Task brief: The string "FrameOutcome" may appear in lines of the entries below. Report how many lines hold it, with only the number.

Source records:
....................
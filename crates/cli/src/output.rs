// SPDX-License-Identifier: BUSL-1.1
// Copyright (c) 2026 Alfred Jean LLC

//! Output formatting for CLI commands

use clap::ValueEnum;
use serde::Serialize;

#[derive(Debug, Clone, Copy, PartialEq, Eq, ValueEnum)]
pub enum OutputFormat {
    Text,
    Json,
}

/// Print output in the specified format
pub fn print<T: Serialize + std::fmt::Display>(value: &T, format: OutputFormat) {
    match format {
        OutputFormat::Text => println!("{}", value),
        OutputFormat::Json => {
            if let Ok(json) = serde_json::to_string_pretty(value) {
                println!("{}", json);
            }
        }
    }
}

/// Print a list of items
pub fn print_list<T: Serialize + std::fmt::Display>(items: &[T], format: OutputFormat) {
    match format {
        OutputFormat::Text => {
            for item in items {
                println!("{}", item);
            }
        }
        OutputFormat::Json => {
            if let Ok(json) = serde_json::to_string_pretty(items) {
                println!("{}", json);
            }
        }
    }
}
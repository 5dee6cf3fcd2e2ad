// SPDX-License-Identifier: BUSL-1.1
// Copyright (c) 2026 Alfred Jean LLC

//! Diagnostic logging on stderr

use crate::config::Config;

/// Install the global subscriber.
///
/// Logs go to stderr so stdout carries only command output.
pub fn init(config: &Config) {
    use tracing_subscriber::{fmt, prelude::*, EnvFilter};

    let filter = EnvFilter::try_new(&config.log_filter).unwrap_or_else(|_| EnvFilter::new("warn"));

    // A subscriber may already be set when running under a test harness
    let _ = tracing_subscriber::registry()
        .with(filter)
        .with(fmt::layer().with_writer(std::io::stderr).with_target(false))
        .try_init();
}
// SPDX-License-Identifier: BUSL-1.1
// Copyright (c) 2026 Alfred Jean LLC

//! Read-only store validation

use crate::error::StoreError;
use ledger_core::record::{self, RecordBuf};
use ledger_core::{EventId, RECORD_SIZE};
use std::collections::BTreeSet;
use std::fs::File;
use std::io::{BufReader, Read};
use std::path::Path;
use tracing::warn;

/// Result of scanning a store for format violations
#[derive(Debug, Default, Clone, PartialEq, Eq)]
pub struct Verification {
    /// Number of whole records in the file
    pub records: u64,
    /// Id of the last whole record, which the next append builds on
    pub last_id: Option<EventId>,
    /// Bytes after the last whole record
    pub trailing_bytes: u64,
    /// `(position, id)` of records whose id is not above the previous one
    pub out_of_order: Vec<(u64, EventId)>,
    /// Ids that appear more than once
    pub duplicates: Vec<EventId>,
}

impl Verification {
    pub fn is_ok(&self) -> bool {
        self.trailing_bytes == 0 && self.out_of_order.is_empty() && self.duplicates.is_empty()
    }
}

/// Scan a store without modifying it.
///
/// Unlike the other operations this accepts a file whose length is not a
/// whole number of records, so the damage can be reported.
pub fn verify(path: &Path) -> Result<Verification, StoreError> {
    let file = File::open(path).map_err(|e| StoreError::open(path, e))?;
    let len = file.metadata()?.len();
    let record_len = RECORD_SIZE as u64;

    let mut report = Verification {
        records: len / record_len,
        trailing_bytes: len % record_len,
        ..Verification::default()
    };

    let mut reader = BufReader::new(file);
    let mut seen = BTreeSet::new();
    let mut buf: RecordBuf = [0u8; RECORD_SIZE];

    for position in 0..report.records {
        reader.read_exact(&mut buf)?;
        let id = record::decode(&buf).id;

        if report.last_id.is_some_and(|prev| id <= prev) {
            report.out_of_order.push((position, id));
        }
        if !seen.insert(id) && !report.duplicates.contains(&id) {
            report.duplicates.push(id);
        }
        report.last_id = Some(id);
    }

    if report.trailing_bytes > 0 {
        warn!(path = %path.display(), bytes = report.trailing_bytes, "trailing partial record");
    }
    for (position, id) in &report.out_of_order {
        warn!(path = %path.display(), position, id, "id out of order");
    }
    for id in &report.duplicates {
        warn!(path = %path.display(), id, "duplicate id");
    }

    Ok(report)
}

#[cfg(test)]
#[path = "verify_tests.rs"]
mod tests;
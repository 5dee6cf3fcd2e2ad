//! Ledger lifecycle specs
//!
//! Create, add, balance, remove and list a ledger end to end.

use crate::prelude::*;

#[test]
fn paycheck_groceries_scenario() {
    let temp = Project::empty();

    temp.ledger()
        .args(&["create", "acct.dat"])
        .passes()
        .stdout_eq("Created ledger acct.dat\n");
    temp.ledger()
        .args(&["add", "acct.dat", "100", "paycheck"])
        .passes()
        .stdout_eq("Added event 0\n");
    temp.ledger()
        .args(&["add", "acct.dat", "-20", "groceries"])
        .passes()
        .stdout_eq("Added event 1\n");

    temp.ledger()
        .args(&["balance", "acct.dat"])
        .passes()
        .stdout_eq("80\n");

    temp.ledger()
        .args(&["remove", "acct.dat", "0"])
        .passes()
        .stdout_eq("Removed event 0\n");

    temp.ledger()
        .args(&["balance", "acct.dat"])
        .passes()
        .stdout_eq("-20\n");

    let run = temp
        .ledger()
        .args(&["readall", "acct.dat"])
        .passes()
        .stdout_has("groceries")
        .stdout_lacks("paycheck");
    // Header plus one event
    assert_eq!(run.stdout_lines(), 2);
    assert!(run.stdout.lines().nth(1).unwrap().starts_with("1 "));
}

#[test]
fn create_twice_fails_and_keeps_data() {
    let temp = Project::empty();
    temp.ledger().args(&["create", "acct.dat"]).passes();
    temp.ledger()
        .args(&["add", "acct.dat", "3", "x"])
        .passes();

    temp.ledger()
        .args(&["create", "acct.dat"])
        .fails()
        .stderr_has("already exists");
    assert_eq!(temp.file_len("acct.dat"), RECORD_SIZE);
}

#[test]
fn balance_of_mixed_amounts() {
    let temp = Project::empty();
    temp.ledger().args(&["create", "acct.dat"]).passes();
    for (amount, description) in [("5", "a"), ("-3", "b"), ("2.5", "c")] {
        temp.ledger()
            .args(&["add", "acct.dat", amount, description])
            .passes();
    }

    temp.ledger()
        .args(&["balance", "acct.dat"])
        .passes()
        .stdout_eq("4.5\n");
}

#[test]
fn empty_ledger_lists_nothing() {
    let temp = Project::empty();
    temp.ledger().args(&["create", "acct.dat"]).passes();

    temp.ledger()
        .args(&["readall", "acct.dat"])
        .passes()
        .stdout_eq("No events\n");
    temp.ledger()
        .args(&["balance", "acct.dat"])
        .passes()
        .stdout_eq("0\n");
}
// SPDX-License-Identifier: BUSL-1.1
// Copyright (c) 2026 Alfred Jean LLC

//! CLI configuration resolved from flags and the environment

use crate::output::OutputFormat;
use clap::ValueEnum;

/// Environment variable selecting the default output format
pub const FORMAT_ENV: &str = "LEDGER_FORMAT";

/// Environment variable holding a `tracing` filter directive
pub const LOG_ENV: &str = "LEDGER_LOG";

/// Settings for one CLI invocation
#[derive(Debug, Clone, PartialEq, Eq)]
pub struct Config {
    pub format: OutputFormat,
    pub log_filter: String,
}

impl Config {
    /// Resolve from command-line flags, falling back to the environment
    pub fn resolve(format: Option<OutputFormat>, verbose: bool) -> Self {
        Self::from_parts(
            format,
            verbose,
            std::env::var(FORMAT_ENV).ok(),
            std::env::var(LOG_ENV).ok(),
        )
    }

    /// Flags win over the environment; unknown formats fall back to text
    pub fn from_parts(
        format: Option<OutputFormat>,
        verbose: bool,
        env_format: Option<String>,
        env_log: Option<String>,
    ) -> Self {
        let format = format
            .or_else(|| env_format.and_then(|v| OutputFormat::from_str(&v, true).ok()))
            .unwrap_or(OutputFormat::Text);

        let log_filter = env_log.filter(|v| !v.trim().is_empty()).unwrap_or_else(|| {
            if verbose {
                "debug".to_string()
            } else {
                "warn".to_string()
            }
        });

        Self { format, log_filter }
    }
}
//! Bit accumulator for a single Wiegand frame.
//!
//! A [`Frame`] pairs the bit counter with a 64-bit accumulator. Bit *i* of the frame
//! (in reception order) is stored at accumulator position *i*; positions at or above
//! the counter are always zero while bits are being appended.
//!
//! After finalization the counter is reset but the accumulator keeps the payload,
//! which the transmitter drains a byte at a time with [`Frame::take_byte`].

use heapless::Vec;

use crate::bitorder::reverse;
use crate::consts::{MAX_FRAME_BITS, MAX_PAYLOAD_BYTES};
use crate::parity::strip_parity;

/// Counter and accumulator for the frame currently being received or drained.
#[derive(Debug, Default, Clone, Copy, PartialEq, Eq)]
pub struct Frame {
    buffer: u64,
    counter: u8,
    overflowed: bool,
}

impl Frame {
    /// Creates an empty frame.
    pub const fn new() -> Self {
        Self {
            buffer: 0,
            counter: 0,
            overflowed: false,
        }
    }

    /// Number of bits appended since the frame started.
    pub fn counter(&self) -> u8 {
        self.counter
    }

    /// Raw accumulator contents.
    pub fn buffer(&self) -> u64 {
        self.buffer
    }

    /// Whether more than [`MAX_FRAME_BITS`] bits arrived for this frame.
    pub fn is_overflowed(&self) -> bool {
        self.overflowed
    }

    /// Appends one bit.
    ///
    /// The first bit of a frame clears whatever a previous frame left undrained, so
    /// the accumulator is zero at every position the new frame can reach.
    ///
    /// # Returns
    /// `false` if the frame is already full and the bit was dropped.
    pub fn push(&mut self, bit: bool) -> bool {
        if self.counter == 0 {
            self.buffer = 0;
            self.overflowed = false;
        }
        if self.counter >= MAX_FRAME_BITS {
            self.overflowed = true;
            return false;
        }
        if bit {
            self.buffer |= 1u64 << self.counter;
        }
        self.counter += 1;
        true
    }

    /// Drops the frame entirely.
    pub fn clear(&mut self) {
        *self = Self::new();
    }

    /// Removes the leading and trailing parity bits in place.
    pub fn strip_parity(&mut self) {
        self.buffer = strip_parity(self.buffer, self.counter);
    }

    /// Resets the counter and leaves the accumulator to be drained.
    pub fn finish(&mut self) {
        self.counter = 0;
        self.overflowed = false;
    }

    /// Takes the low byte of the accumulator and shifts it out.
    pub fn take_byte(&mut self) -> u8 {
        let byte = (self.buffer & 0xff) as u8;
        self.buffer >>= 8;
        byte
    }

    /// Returns the next `count` bytes as the host will receive them, without draining.
    ///
    /// Each byte is bit-order corrected. `count` is capped at [`MAX_PAYLOAD_BYTES`].
    pub fn peek_bytes(&self, count: usize) -> Vec<u8, MAX_PAYLOAD_BYTES> {
        let mut bytes = Vec::new();
        let mut buffer = self.buffer;
        for _ in 0..count.min(MAX_PAYLOAD_BYTES) {
            if bytes.push(reverse((buffer & 0xff) as u8)).is_err() {
                break;
            }
            buffer >>= 8;
        }
        bytes
    }
}
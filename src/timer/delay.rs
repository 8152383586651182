use crate::driver::{FrameOutcome, LineEvent, WiegandBridge};
use crate::error::BridgeError;
use crate::serial::SerialSlave;
use crate::timer::PolledCountdown;
use embedded_hal::delay::DelayNs;
use embedded_hal::digital::{InputPin, OutputPin};

/// What happened during one [`poll_once`] pass.
#[derive(Debug, Default, Clone, Copy, PartialEq, Eq)]
pub struct PollEvents {
    /// Sampler result, if the line levels changed.
    pub line: Option<LineEvent>,
    /// Frame timer result, if the countdown expired.
    pub frame: Option<FrameOutcome>,
    /// Byte loaded by the transmitter, if the host finished a transfer.
    pub sent: Option<u8>,
}

/// Runs each handler whose trigger has fired since the last pass.
///
/// The order matches interrupt priority on the reference hardware: lines first, so
/// a fresh bit cancels a countdown that expires on the same tick, then the frame
/// timer, then the serial peripheral.
///
/// # Errors
/// The first peripheral error encountered. Later handlers are skipped for this pass.
pub fn poll_once<D0, D1, RDY, TMR, SPI>(
    bridge: &mut WiegandBridge<D0, D1, RDY, TMR, SPI>,
) -> Result<PollEvents, BridgeError>
where
    D0: InputPin,
    D1: InputPin,
    RDY: OutputPin,
    TMR: PolledCountdown,
    SPI: SerialSlave,
{
    let mut events = PollEvents {
        line: bridge.poll_lines()?,
        ..PollEvents::default()
    };
    if bridge.countdown.poll_expired() {
        events.frame = Some(bridge.on_frame_timeout()?);
    }
    match bridge.serial.poll_complete() {
        Ok(()) => events.sent = Some(bridge.on_transfer_complete()?),
        Err(nb::Error::WouldBlock) => {}
        Err(nb::Error::Other(_)) => return Err(BridgeError::Serial),
    }
    Ok(events)
}

/// Runs a blocking loop that polls the bridge every `poll_us` microseconds.
///
/// This is for targets where pin-change or serial interrupts are unavailable. The
/// countdown's deadline must be expressed in poll ticks, see
/// [`TimerConfig::poll_ticks`](crate::timer::TimerConfig::poll_ticks). Wiegand pulses
/// are 20-100 µs wide, so `poll_us` has to stay well below that.
///
/// # Example
/// ```rust,ignore
/// use wiegand_spi::timer::{SoftCountdown, TimerConfig, run_bridge_poll_loop};
///
/// let deadline = TimerConfig::default().poll_ticks(10).unwrap();
/// let mut bridge = WiegandBridge::new(d0, d1, ready, SoftCountdown::new(deadline), spi, config).unwrap();
/// run_bridge_poll_loop(&mut bridge, &mut delay, 10);
/// ```
///
/// # Notes
/// - This loop never returns. Errors are logged and polling continues.
pub fn run_bridge_poll_loop<D, D0, D1, RDY, TMR, SPI>(
    bridge: &mut WiegandBridge<D0, D1, RDY, TMR, SPI>,
    delay: &mut D,
    poll_us: u32,
) -> !
where
    D: DelayNs,
    D0: InputPin,
    D1: InputPin,
    RDY: OutputPin,
    TMR: PolledCountdown,
    SPI: SerialSlave,
{
    loop {
        if let Err(err) = poll_once(bridge) {
            warn!("poll failed: {}", err);
        }
        delay.delay_us(poll_us);
    }
}

#[cfg(test)]
mod tests {
    use super::*;
    use crate::driver::BridgeConfig;
    use crate::testing::{FakeLine, FakeReady, RecordingSerial, TestBridge, drain, feed};
    use crate::timer::SoftCountdown;

    fn polled_bridge(deadline: u32) -> TestBridge<SoftCountdown> {
        WiegandBridge::new(
            FakeLine::default(),
            FakeLine::default(),
            FakeReady::default(),
            SoftCountdown::new(deadline),
            RecordingSerial::default(),
            BridgeConfig::default(),
        )
        .unwrap()
    }

    #[test]
    fn test_poll_once_samples_changed_lines() {
        let mut bridge = polled_bridge(3);
        bridge.d1.low = true;
        let events = poll_once(&mut bridge).unwrap();
        assert_eq!(events.line, Some(LineEvent::Bit(true)));
        assert_eq!(events.frame, None);

        let events = poll_once(&mut bridge).unwrap();
        assert_eq!(events, PollEvents::default());
    }

    #[test]
    fn test_poll_once_finalizes_after_deadline() {
        let mut bridge = polled_bridge(3);
        feed(&mut bridge, &[1, 0, 1, 1]);

        assert_eq!(poll_once(&mut bridge).unwrap().frame, None);
        assert_eq!(poll_once(&mut bridge).unwrap().frame, None);
        assert_eq!(
            poll_once(&mut bridge).unwrap().frame,
            Some(FrameOutcome::Finalized { bits: 4 })
        );
        assert!(bridge.is_ready());
        assert_eq!(poll_once(&mut bridge).unwrap().frame, None);
    }

    #[test]
    fn test_poll_once_drains_on_completed_transfer() {
        let mut bridge = polled_bridge(1);
        feed(&mut bridge, &[1, 0, 0, 0, 0, 0, 0, 0]);
        assert_eq!(
            poll_once(&mut bridge).unwrap().frame,
            Some(FrameOutcome::Finalized { bits: 8 })
        );

        // Host clocks out the length byte
        bridge.serial.pending = 1;
        let events = poll_once(&mut bridge).unwrap();
        assert_eq!(events.sent, Some(0x80));
        assert!(!bridge.is_ready());
        assert_eq!(bridge.serial.loaded.as_slice(), &[8, 0x80]);
        assert_eq!(drain(&mut bridge, 1).as_slice(), &[0]);
    }
}
//! Frame validation and parity stripping policy.
//!
//! Wiegand frames carry no end marker and no length field, so the only thing known
//! about a frame at timeout is its bit count. The policy maps `bits % 4` to a
//! [`FrameRule`]:
//!
//! | `bits % 4` | Rule                          | Example formats         |
//! |------------|-------------------------------|-------------------------|
//! | 0          | [`FrameRule::Keep`]           | 32-bit, 64-bit raw      |
//! | 1, 3       | [`FrameRule::Reject`]         | not defined on the wire |
//! | 2          | [`FrameRule::StripParity`]    | 26-bit, 34-bit          |
//!
//! Formats with `bits % 4 == 2` wrap the data in a leading even-parity bit and a
//! trailing odd-parity bit. Stripping removes both, leaving `bits - 2` data bits
//! aligned at bit 0 of the accumulator. The parity values themselves are not checked.

/// How a finalized frame of a given length is treated.
#[derive(Debug, Clone, Copy, PartialEq, Eq)]
#[cfg_attr(feature = "defmt-0-3", derive(defmt::Format))]
pub enum FrameRule {
    /// The frame is malformed and dropped.
    Reject,
    /// The frame is passed through unchanged.
    Keep,
    /// The leading and trailing parity bits are removed.
    StripParity,
}

/// Lookup table from `bits % 4` to [`FrameRule`].
#[derive(Debug, Clone, Copy, PartialEq, Eq)]
pub struct ParityPolicy {
    rules: [FrameRule; 4],
}

impl ParityPolicy {
    /// The rules used by common access-control readers.
    pub const STANDARD: Self = Self::new([
        FrameRule::Keep,
        FrameRule::Reject,
        FrameRule::StripParity,
        FrameRule::Reject,
    ]);

    /// Creates a policy from a table indexed by `bits % 4`.
    pub const fn new(rules: [FrameRule; 4]) -> Self {
        Self { rules }
    }

    /// Returns the rule for a frame of `bits` bits.
    pub const fn rule_for(&self, bits: u8) -> FrameRule {
        self.rules[(bits % 4) as usize]
    }

    /// Number of data bits left once the rule for `bits` has been applied.
    pub const fn data_bits(&self, bits: u8) -> u8 {
        match self.rule_for(bits) {
            FrameRule::Reject => 0,
            FrameRule::Keep => bits,
            FrameRule::StripParity => bits.saturating_sub(2),
        }
    }

    /// Number of payload bytes the host reads after the length prefix.
    pub const fn payload_len(&self, bits: u8) -> usize {
        self.data_bits(bits).div_ceil(8) as usize
    }
}

impl Default for ParityPolicy {
    fn default() -> Self {
        Self::STANDARD
    }
}

/// Removes the leading and trailing parity bits from a `bits`-long accumulator.
///
/// The shift drops the leading bit and moves the trailing one to `bits - 2`, where it
/// is cleared.
pub const fn strip_parity(buffer: u64, bits: u8) -> u64 {
    if bits < 2 {
        return 0;
    }
    (buffer >> 1) & !(1u64 << (bits - 2))
}

#[cfg(test)]
mod tests {
    use super::*;
    use crate::consts::STANDARD_FRAME_BITS;

    #[test]
    fn test_standard_rules_by_length() {
        let policy = ParityPolicy::default();
        assert_eq!(
            policy.rule_for(STANDARD_FRAME_BITS),
            FrameRule::StripParity
        );
        assert_eq!(policy.rule_for(34), FrameRule::StripParity);
        assert_eq!(policy.rule_for(32), FrameRule::Keep);
        assert_eq!(policy.rule_for(17), FrameRule::Reject);
        assert_eq!(policy.rule_for(35), FrameRule::Reject);
    }

    #[test]
    fn test_payload_len_accounts_for_stripped_bits() {
        let policy = ParityPolicy::default();
        assert_eq!(policy.payload_len(26), 3);
        assert_eq!(policy.payload_len(34), 4);
        assert_eq!(policy.payload_len(38), 5);
        assert_eq!(policy.payload_len(32), 4);
        assert_eq!(policy.payload_len(36), 5);
        assert_eq!(policy.payload_len(64), 8);
        assert_eq!(policy.payload_len(17), 0);
    }

    #[test]
    fn test_strip_parity_drops_both_ends() {
        // 26 bits: parity 1, data all ones, parity 1
        let buffer = (1u64 << 26) - 1;
        let stripped = strip_parity(buffer, 26);
        assert_eq!(stripped, (1u64 << 24) - 1);
    }

    #[test]
    fn test_strip_parity_keeps_data_order() {
        // received 0, 1, 0, 1, 0, 1: parity 0, data 1 0 1 0, parity 1
        let buffer = 0b101010;
        assert_eq!(strip_parity(buffer, 6), 0b0101);
    }

    #[test]
    fn test_custom_policy_overrides_table() {
        let policy = ParityPolicy::new([FrameRule::Keep; 4]);
        assert_eq!(policy.rule_for(17), FrameRule::Keep);
        assert_eq!(policy.payload_len(17), 3);
    }
}
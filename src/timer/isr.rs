use crate::driver::{FrameOutcome, LineEvent, WiegandBridge};
use crate::error::BridgeError;
use crate::serial::SerialSlave;
use crate::timer::Countdown;
use core::cell::RefCell;
use critical_section::Mutex;
use embedded_hal::digital::{InputPin, OutputPin};

/// A bridge shared between interrupt handlers.
///
/// The 64-bit accumulator is never updated atomically on small targets, so every
/// handler runs inside `critical_section::with`.
pub type SharedBridge<D0, D1, RDY, TMR, SPI> =
    Mutex<RefCell<Option<WiegandBridge<D0, D1, RDY, TMR, SPI>>>>;

/// Used to initialize the global static `WiegandBridge` for use with
/// `critical_section`.
///
/// # Returns
/// * An empty mutex-protected cell
///
/// # Example
/// ```rust,ignore
/// use wiegand_spi::timer::{SharedBridge, global_bridge_init};
/// use some_hal::{PA0, PA1, PB2, Timer0, Usi};
///
/// static BRIDGE: SharedBridge<PA0, PA1, PB2, Timer0, Usi> = global_bridge_init();
/// ```
pub const fn global_bridge_init<D0, D1, RDY, TMR, SPI>() -> SharedBridge<D0, D1, RDY, TMR, SPI>
where
    D0: InputPin,
    D1: InputPin,
    RDY: OutputPin,
    TMR: Countdown,
    SPI: SerialSlave,
{
    Mutex::new(RefCell::new(None))
}

/// Moves a configured bridge into the global cell.
///
/// Call once from `main()` before enabling the pin-change, timer and serial interrupts.
pub fn global_bridge_setup<D0, D1, RDY, TMR, SPI>(
    global: &SharedBridge<D0, D1, RDY, TMR, SPI>,
    bridge: WiegandBridge<D0, D1, RDY, TMR, SPI>,
) where
    D0: InputPin,
    D1: InputPin,
    RDY: OutputPin,
    TMR: Countdown,
    SPI: SerialSlave,
{
    critical_section::with(|cs| {
        let _ = global.borrow(cs).replace(Some(bridge));
    });
}

/// Runs `f` on the global bridge inside a critical section.
///
/// # Returns
/// `None` if the bridge has not been set up yet.
pub fn with_global_bridge<D0, D1, RDY, TMR, SPI, R>(
    global: &SharedBridge<D0, D1, RDY, TMR, SPI>,
    f: impl FnOnce(&mut WiegandBridge<D0, D1, RDY, TMR, SPI>) -> R,
) -> Option<R>
where
    D0: InputPin,
    D1: InputPin,
    RDY: OutputPin,
    TMR: Countdown,
    SPI: SerialSlave,
{
    critical_section::with(|cs| global.borrow(cs).borrow_mut().as_mut().map(f))
}

/// Pin-change interrupt body.
///
/// # Example
/// ```rust,ignore
/// #[interrupt]
/// fn PCINT0() {
///     let _ = global_line_change(&BRIDGE);
/// }
/// ```
pub fn global_line_change<D0, D1, RDY, TMR, SPI>(
    global: &SharedBridge<D0, D1, RDY, TMR, SPI>,
) -> Option<Result<LineEvent, BridgeError>>
where
    D0: InputPin,
    D1: InputPin,
    RDY: OutputPin,
    TMR: Countdown,
    SPI: SerialSlave,
{
    with_global_bridge(global, |bridge| bridge.on_line_change())
}

/// Timer compare-match interrupt body.
pub fn global_frame_timeout<D0, D1, RDY, TMR, SPI>(
    global: &SharedBridge<D0, D1, RDY, TMR, SPI>,
) -> Option<Result<FrameOutcome, BridgeError>>
where
    D0: InputPin,
    D1: InputPin,
    RDY: OutputPin,
    TMR: Countdown,
    SPI: SerialSlave,
{
    with_global_bridge(global, |bridge| bridge.on_frame_timeout())
}

/// Serial transfer-complete interrupt body.
pub fn global_transfer_complete<D0, D1, RDY, TMR, SPI>(
    global: &SharedBridge<D0, D1, RDY, TMR, SPI>,
) -> Option<Result<u8, BridgeError>>
where
    D0: InputPin,
    D1: InputPin,
    RDY: OutputPin,
    TMR: Countdown,
    SPI: SerialSlave,
{
    with_global_bridge(global, |bridge| bridge.on_transfer_complete())
}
....................
Solution: 6